For the A1/P1 sort-term credit rating the company monitors the qualitative and quantitative factors utilised by the rating agencies. This
information is publicly available and is updated by the credit rating agencies on a regular basis.
The capital structure of the company is based on management’s judgement of the appropriate balancing of all key elements of its financial
strategy in order to meet the company’s strategic and day-to-day needs. Annually the overall funding plan is presented to the Board for
approval.
Return on Invested Capital is one of Unilever's key performance measures. Within this definition we defined the components of our Invested
Capital. See page 31 for the details of this definition and the calculation of Unilever's Return on Invested Capital.
Income statement sensitivity to changes in foreign exchange rates
The values of debt, investments and related hedging instruments, denominated in currencies other than the functional currency of the entities
holding them, are subject to exchange rate movements. The translation risk on the foreign exchange debtors and creditors is excluded from this
sensitivity analysis as the risk is considered to be immaterial because positions will remain within prescribed limits (see currency risks on page
97).
The remaining foreign exchange positions at 31 December 2007 mainly relate to unhedged US $ loans (total amount at 31 December 2007
US $37 million). A reasonably possible 10% change in rates would lead to a €7 million movement in the income statement (2006: €16 million).
Income statement sensitivity to changes in interest rate
Interest rate risks are presented by way of sensitivity analysis. As described on page 97, Unilever has an interest rate management policy aimed
at optimising net interest cost and reducing volatility in the income statement. As part of this policy, part of the funds/debt have fixed interest
rates and are no longer exposed to changes in the floating rates. The remaining floating part of our funds/debt (see interest rate profile tables
on pages 93 for the assets and 96 for the liabilities) is exposed to changes in the floating interest rates.
The analysis below shows the sensitivity of the income statement to a reasonably possible one percentage point change in floating interest rates
on a full-year basis.
Sensitivity to a reasonably possible
one percentage point change in
floating rates as at 31 December
€ million € million
2007 2006
Funds 25 24
Debt (55) (59)
Net investment hedges: sensitivity relating to changes in foreign exchange rates
To reduce the retranslation risk of Unilever's investments in foreign subsidiaries, Unilever uses net investment hedges. The fair values of these
net investment hedges are subject to exchange rate movements and changes in these fair values are recognised directly in equity and will offset
the retranslation impact of the related subsidiary.

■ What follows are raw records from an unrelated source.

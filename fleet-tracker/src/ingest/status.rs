//! Delivery status derivation
//!
//! Precedence: explicit status text, then arrival evidence, then departure
//! evidence, then `Pending`.

use crate::model::VehicleStatus;

use super::normalize::parse_clock;

/// Keyword groups checked against the status column, highest priority first.
///
/// Stems rather than whole words: `cancelad` and `atrasad` also match the
/// feminine forms, and both spellings of `trânsito` are listed.
const STATUS_KEYWORDS: &[(VehicleStatus, &[&str])] = &[
    (VehicleStatus::Cancelled, &["cancelad"]),
    (VehicleStatus::Delivered, &["entregue"]),
    (VehicleStatus::Delayed, &["atrasad"]),
    (VehicleStatus::InTransit, &["transito", "trânsito"]),
];

/// Signals a row offers about where the vehicle is
#[derive(Debug, Clone, Copy, Default)]
pub struct StatusSignals<'a> {
    pub status_text: &'a str,
    pub planned_arrival: &'a str,
    pub actual_departure: &'a str,
    pub actual_arrival: &'a str,
}

/// Map free status text onto a status, if any keyword group matches
pub fn status_from_text(text: &str) -> Option<VehicleStatus> {
    let folded = text.trim().to_lowercase();
    if folded.is_empty() {
        return None;
    }

    STATUS_KEYWORDS
        .iter()
        .find(|(_, keywords)| keywords.iter().any(|k| folded.contains(k)))
        .map(|(status, _)| *status)
}

/// Derive the status of one trip
pub fn derive_status(signals: &StatusSignals<'_>) -> VehicleStatus {
    if let Some(status) = status_from_text(signals.status_text) {
        return status;
    }

    if !signals.actual_arrival.trim().is_empty() {
        return arrival_status(signals.planned_arrival, signals.actual_arrival);
    }

    if !signals.actual_departure.trim().is_empty() {
        return VehicleStatus::InTransit;
    }

    VehicleStatus::Pending
}

/// Arrived: late against the plan means delayed. Both clocks sit on the same
/// day; a plan that is missing or not a clock counts as on time.
fn arrival_status(planned: &str, actual: &str) -> VehicleStatus {
    match (parse_clock(planned), parse_clock(actual)) {
        (Some(planned), Some(actual)) if actual > planned => VehicleStatus::Delayed,
        _ => VehicleStatus::Delivered,
    }
}
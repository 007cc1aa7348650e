use crate::error::EvaluationError;
use crate::geom::Circle;
use crate::validation::{Validation, ValidationGeometry, ValidationStatus};
use crate::world::{RobotId, World, DIST_TO_FRONT_OF_ROBOT_METERS};

use super::kicker_double_touch::DEFAULT_TOUCH_TOLERANCE_M;

/// Passes once the given friendly robot has the ball at its dribbler.
#[derive(Debug, Clone)]
pub struct RobotReceivedBall {
    robot: RobotId,
    tolerance: f64,
}

impl RobotReceivedBall {
    pub fn new(robot: RobotId) -> Self {
        Self {
            robot,
            tolerance: DEFAULT_TOUCH_TOLERANCE_M,
        }
    }

    pub fn with_tolerance(mut self, tolerance: f64) -> Self {
        self.tolerance = tolerance;
        self
    }
}

impl Validation for RobotReceivedBall {
    fn evaluate(&mut self, world: &World) -> Result<ValidationStatus, EvaluationError> {
        let received = world
            .friendly_robot(self.robot)
            .is_some_and(|robot| robot.is_near_dribbler(world.ball.position, self.tolerance));
        Ok(if received {
            ValidationStatus::Passing
        } else {
            ValidationStatus::Failing
        })
    }

    fn geometry(&self, world: &World) -> ValidationGeometry {
        match world.friendly_robot(self.robot) {
            Some(robot) => ValidationGeometry::default().with_circle(Circle::new(
                robot.position,
                DIST_TO_FRONT_OF_ROBOT_METERS + self.tolerance,
            )),
            None => ValidationGeometry::default(),
        }
    }

    fn describe(&self) -> String {
        format!("Checking that robot {} receives the ball", self.robot)
    }
}
#[path = "support.rs"]
mod support;

use std::sync::Arc;
use std::thread;
use std::time::Duration;

use scenario_validation::geom::Point;
use scenario_validation::validations::kicker_always_not_double_touch;
use scenario_validation::{
    ChannelSource, DiagnosticEvent, MemorySink, ReplaySource, ScenarioConfig, ScenarioOutcome,
    ScenarioRun, SetKind, Temporal, ValidationError, ValidationFactory, ValidationStatus,
};

use support::{
    calls, counter, robot_behind, robot_far_from, tick_world, world_at, Broken, Scripted,
};
use ValidationStatus::{Failing, Passing};

fn ticks(count: u64) -> Vec<scenario_validation::World> {
    (0..count)
        .map(|tick| world_at(tick as f64 * 0.01, Point::new(0.0, 0.0)))
        .collect()
}

#[test]
fn empty_sets_pass_on_the_first_tick() {
    let config = ScenarioConfig::new(vec![Vec::new()], vec![Vec::new()], Duration::from_secs(1));
    let mut source = ReplaySource::new(ticks(3));

    let report = ScenarioRun::new(&config)
        .run(&mut source)
        .expect("replay stays open");

    assert_eq!(
        report.outcome,
        ScenarioOutcome::Passed {
            tick: 1,
            timestamp: 0.0
        }
    );
    assert_eq!(report.ticks, 1);
    assert_eq!(source.remaining(), 2);
}

#[test]
fn unmet_milestone_times_out_without_reaching_the_next_step() {
    let second_calls = counter();
    let tracked = second_calls.clone();
    let config = ScenarioConfig::default()
        .with_eventually_sequence(vec![
            ValidationFactory::new(|| Temporal::eventually(Scripted::failing("ball kicked"))),
            ValidationFactory::new(move || {
                Temporal::eventually(
                    Scripted::passing("robot received ball").counting(tracked.clone()),
                )
            }),
        ])
        .with_timeout(Duration::from_millis(100));

    let (tx, mut source) = ChannelSource::channel();
    let producer = thread::spawn(move || {
        for world in ticks(5) {
            if tx.send(world).is_err() {
                break;
            }
            thread::sleep(Duration::from_millis(5));
        }
        // Stay connected but silent until the scenario gives up.
        thread::sleep(Duration::from_millis(300));
    });

    let report = ScenarioRun::new(&config)
        .run(&mut source)
        .expect("source stays open");
    producer.join().expect("producer thread");

    assert_eq!(
        report.outcome,
        ScenarioOutcome::TimedOut {
            ticks: 5,
            pending: vec!["eventually: ball kicked".to_string()],
        }
    );
    assert!(!report.passed());
    assert_eq!(calls(&second_calls), 0);
    assert!(report.elapsed >= Duration::from_millis(100));
}

#[test]
fn timeout_holds_even_when_no_snapshot_ever_arrives() {
    let config = ScenarioConfig::new(vec![Vec::new()], vec![Vec::new()], Duration::from_millis(50));
    let (_tx, mut source) = ChannelSource::channel();

    let report = ScenarioRun::new(&config)
        .run(&mut source)
        .expect("source stays open");

    assert_eq!(
        report.outcome,
        ScenarioOutcome::TimedOut {
            ticks: 0,
            pending: Vec::new(),
        }
    );
    assert_eq!(report.last_timestamp, None);
}

#[test]
fn double_touch_fails_the_run_at_the_offending_tick() {
    let config = ScenarioConfig::default()
        .with_always_sequence(vec![ValidationFactory::new(kicker_always_not_double_touch)])
        .with_eventually_sequence(vec![ValidationFactory::new(|| {
            Temporal::eventually(Scripted::failing("never"))
        })]);

    let start = Point::new(0.0, 0.0);
    let moved = Point::new(0.2, 0.0);
    let snapshots = vec![
        tick_world(0, start, &[robot_behind(1, start)]),
        tick_world(1, Point::new(0.1, 0.0), &[robot_far_from(1, start)]),
        tick_world(2, moved, &[robot_behind(1, moved)]),
        tick_world(3, moved, &[robot_far_from(1, moved)]),
    ];
    let mut source = ReplaySource::new(snapshots);

    let sink = Arc::new(MemorySink::new());
    let report = ScenarioRun::with_diagnostics(&config, sink.clone())
        .run(&mut source)
        .expect("replay stays open");

    let description =
        "always: Checking that the robot kicking the ball is not touching the ball consecutively"
            .to_string();
    assert_eq!(
        report.outcome,
        ScenarioOutcome::Failed {
            sequence: 0,
            position: 0,
            description: description.clone(),
            tick: 3,
            timestamp: 0.02,
        }
    );
    assert!(sink.events().contains(&DiagnosticEvent::InvariantViolated {
        sequence: 0,
        position: 0,
        description,
        tick: 3,
        timestamp: 0.02,
    }));
}

#[test]
fn invariants_are_checked_before_milestones() {
    let config = ScenarioConfig::default()
        .with_always_sequence(vec![ValidationFactory::new(|| {
            Temporal::always(Scripted::failing("robots avoid ball"))
        })])
        .with_eventually_sequence(vec![ValidationFactory::new(|| {
            Temporal::eventually(Scripted::passing("ball kicked"))
        })]);

    let mut run = ScenarioRun::new(&config);
    let outcome = run.process_snapshot(&world_at(0.5, Point::new(0.0, 0.0)));

    assert_eq!(
        outcome,
        Some(ScenarioOutcome::Failed {
            sequence: 0,
            position: 0,
            description: "always: robots avoid ball".to_string(),
            tick: 1,
            timestamp: 0.5,
        })
    );
}

#[test]
fn failure_names_the_sequence_and_position_of_the_broken_unit() {
    let config = ScenarioConfig::default()
        .with_always_sequence(vec![ValidationFactory::new(|| {
            Temporal::always(Scripted::passing("robots avoid ball"))
        })])
        .with_always_sequence(vec![
            ValidationFactory::new(|| Temporal::eventually(Scripted::passing("setup"))),
            ValidationFactory::new(|| Temporal::always(Scripted::failing("robots avoid ball"))),
        ])
        .with_eventually_sequence(vec![ValidationFactory::new(|| {
            Temporal::eventually(Scripted::failing("ball kicked"))
        })]);

    let mut run = ScenarioRun::new(&config);
    let world = world_at(0.0, Point::new(0.0, 0.0));

    assert_eq!(run.process_snapshot(&world), None);
    assert_eq!(
        run.process_snapshot(&world),
        Some(ScenarioOutcome::Failed {
            sequence: 1,
            position: 1,
            description: "always: robots avoid ball".to_string(),
            tick: 2,
            timestamp: 0.0,
        })
    );
}

#[test]
fn any_alternative_milestone_path_passes_the_run() {
    let config = ScenarioConfig::default()
        .with_eventually_sequence(vec![ValidationFactory::new(|| {
            Temporal::eventually(Scripted::failing("score directly"))
        })])
        .with_eventually_sequence(vec![
            ValidationFactory::new(|| Temporal::eventually(Scripted::passing("pass"))),
            ValidationFactory::new(|| {
                Temporal::eventually(Scripted::new("receive", &[Failing, Passing]))
            }),
        ]);

    let mut run = ScenarioRun::new(&config);
    let world = world_at(0.0, Point::new(0.0, 0.0));

    assert_eq!(run.process_snapshot(&world), None);
    assert_eq!(run.process_snapshot(&world), None);
    assert_eq!(
        run.process_snapshot(&world),
        Some(ScenarioOutcome::Passed {
            tick: 3,
            timestamp: 0.0
        })
    );
    assert_eq!(run.eventually_set().sequences()[1].cursor(), 2);
}

#[test]
fn terminal_outcome_is_final() {
    let config = ScenarioConfig::new(vec![Vec::new()], vec![Vec::new()], Duration::from_secs(1));
    let mut run = ScenarioRun::new(&config);

    let first = run.process_snapshot(&world_at(0.0, Point::new(0.0, 0.0)));
    let second = run.process_snapshot(&world_at(1.0, Point::new(0.0, 0.0)));

    assert_eq!(first, second);
    assert_eq!(run.ticks(), 1);
}

#[test]
fn evaluation_errors_are_distinct_from_failures() {
    let config = ScenarioConfig::default()
        .with_eventually_sequence(vec![ValidationFactory::new(|| Temporal::eventually(Broken))]);

    let mut source = ReplaySource::new(ticks(2));
    let sink = Arc::new(MemorySink::new());
    let report = ScenarioRun::with_diagnostics(&config, sink.clone())
        .run(&mut source)
        .expect("replay stays open");

    assert_eq!(
        report.outcome,
        ScenarioOutcome::EvaluationError {
            set: SetKind::Eventually,
            description: "eventually: broken check".to_string(),
            message: "ball state unavailable".to_string(),
            tick: 1,
            timestamp: 0.0,
        }
    );
    assert!(sink
        .events()
        .iter()
        .any(|event| matches!(event, DiagnosticEvent::EvaluationFailed { .. })));
}

#[test]
fn abort_stops_the_run() {
    let config = ScenarioConfig::default()
        .with_eventually_sequence(vec![ValidationFactory::new(|| {
            Temporal::eventually(Scripted::failing("never"))
        })])
        .with_timeout(Duration::from_secs(30));

    let run = ScenarioRun::new(&config);
    let abort = run.abort_handle();
    let (tx, mut source) = ChannelSource::channel();

    let aborter = thread::spawn(move || {
        for world in ticks(3) {
            let _ = tx.send(world);
        }
        thread::sleep(Duration::from_millis(50));
        abort.abort();
        // Keep the channel open so the abort, not a closed source, ends the run.
        thread::sleep(Duration::from_millis(100));
    });

    let report = run.run(&mut source).expect("source stays open");
    aborter.join().expect("aborter thread");

    assert_eq!(report.outcome, ScenarioOutcome::Aborted { ticks: 3 });
    assert!(report.elapsed < Duration::from_secs(30));
}

#[test]
fn closed_source_is_an_error() {
    let config = ScenarioConfig::default().with_eventually_sequence(vec![ValidationFactory::new(
        || Temporal::eventually(Scripted::failing("never")),
    )]);
    let (tx, mut source) = ChannelSource::channel();
    drop(tx);

    let result = ScenarioRun::new(&config).run(&mut source);
    assert!(matches!(result, Err(ValidationError::SourceClosed)));
}

#[test]
fn rerunning_a_config_builds_fresh_checks() {
    let config = ScenarioConfig::default()
        .with_always_sequence(vec![ValidationFactory::new(|| {
            Temporal::always(Scripted::new("first tick only", &[Failing, Passing]))
        })]);
    let world = world_at(0.0, Point::new(0.0, 0.0));

    for _ in 0..2 {
        let mut run = ScenarioRun::new(&config);
        assert!(matches!(
            run.process_snapshot(&world),
            Some(ScenarioOutcome::Failed { tick: 1, .. })
        ));
    }
}

#[test]
fn run_started_is_recorded_with_set_sizes() {
    let config = ScenarioConfig::new(
        vec![Vec::new(), Vec::new()],
        vec![Vec::new()],
        Duration::from_secs(2),
    );
    let sink = Arc::new(MemorySink::new());
    let _run = ScenarioRun::with_diagnostics(&config, sink.clone());

    assert_eq!(
        sink.events(),
        vec![DiagnosticEvent::RunStarted {
            always_sequences: 2,
            eventually_sequences: 1,
            timeout: Duration::from_secs(2),
        }]
    );
}

#[test]
fn milestone_progress_is_reported_per_advance() {
    let config = ScenarioConfig::default().with_eventually_sequence(vec![
        ValidationFactory::new(|| Temporal::eventually(Scripted::passing("kick"))),
        ValidationFactory::new(|| Temporal::eventually(Scripted::passing("receive"))),
    ]);
    let sink = Arc::new(MemorySink::new());
    let mut run = ScenarioRun::with_diagnostics(&config, sink.clone());
    let world = world_at(0.0, Point::new(0.0, 0.0));

    run.process_snapshot(&world);
    run.process_snapshot(&world);

    let advances: Vec<_> = sink
        .events()
        .into_iter()
        .filter_map(|event| match event {
            DiagnosticEvent::SequenceAdvanced {
                set: SetKind::Eventually,
                position,
                tick,
                ..
            } => Some((position, tick)),
            _ => None,
        })
        .collect();
    assert_eq!(advances, vec![(0, 1), (1, 2)]);
}

#[test]
fn unit_verdict_passing_does_not_end_an_invariant_sequence() {
    let config = ScenarioConfig::default()
        .with_always_sequence(vec![ValidationFactory::new(|| {
            Temporal::always(Scripted::new("late failure", &[Passing, Passing, Failing]))
        })])
        .with_eventually_sequence(vec![ValidationFactory::new(|| {
            Temporal::eventually(Scripted::failing("never"))
        })]);

    let mut run = ScenarioRun::new(&config);
    let world = world_at(0.0, Point::new(0.0, 0.0));

    assert_eq!(run.process_snapshot(&world), None);
    assert_eq!(run.process_snapshot(&world), None);
    assert!(matches!(
        run.process_snapshot(&world),
        Some(ScenarioOutcome::Failed { tick: 3, .. })
    ));
}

At 31 December 2007 the nominal value of these net investment hedges amounts to €7.5 billion (2006: €7.6 billion) mainly consisting of US$/€
contracts. A reasonably possible 10% change in rates would lead to a fair value movement of €750 million (2006: €760 million). This
movement would be fully offset by an opposite movement on the retranslation of the book equity of the foreign subsidiary.
Cash flow hedges: sensitivity relating to changes in interest rates and foreign exchange rates
Unilever uses on a limited scale both interest rate and forex cash flow hedges. The fair values of these instruments are subject to changes in
interest rates and exchange rates. Because of the limited use of these instruments and the amount of Unilever's equity, possible changes in
interest rates and exchange rates will not lead to fair value movements that will have a material impact on Unilever's equity.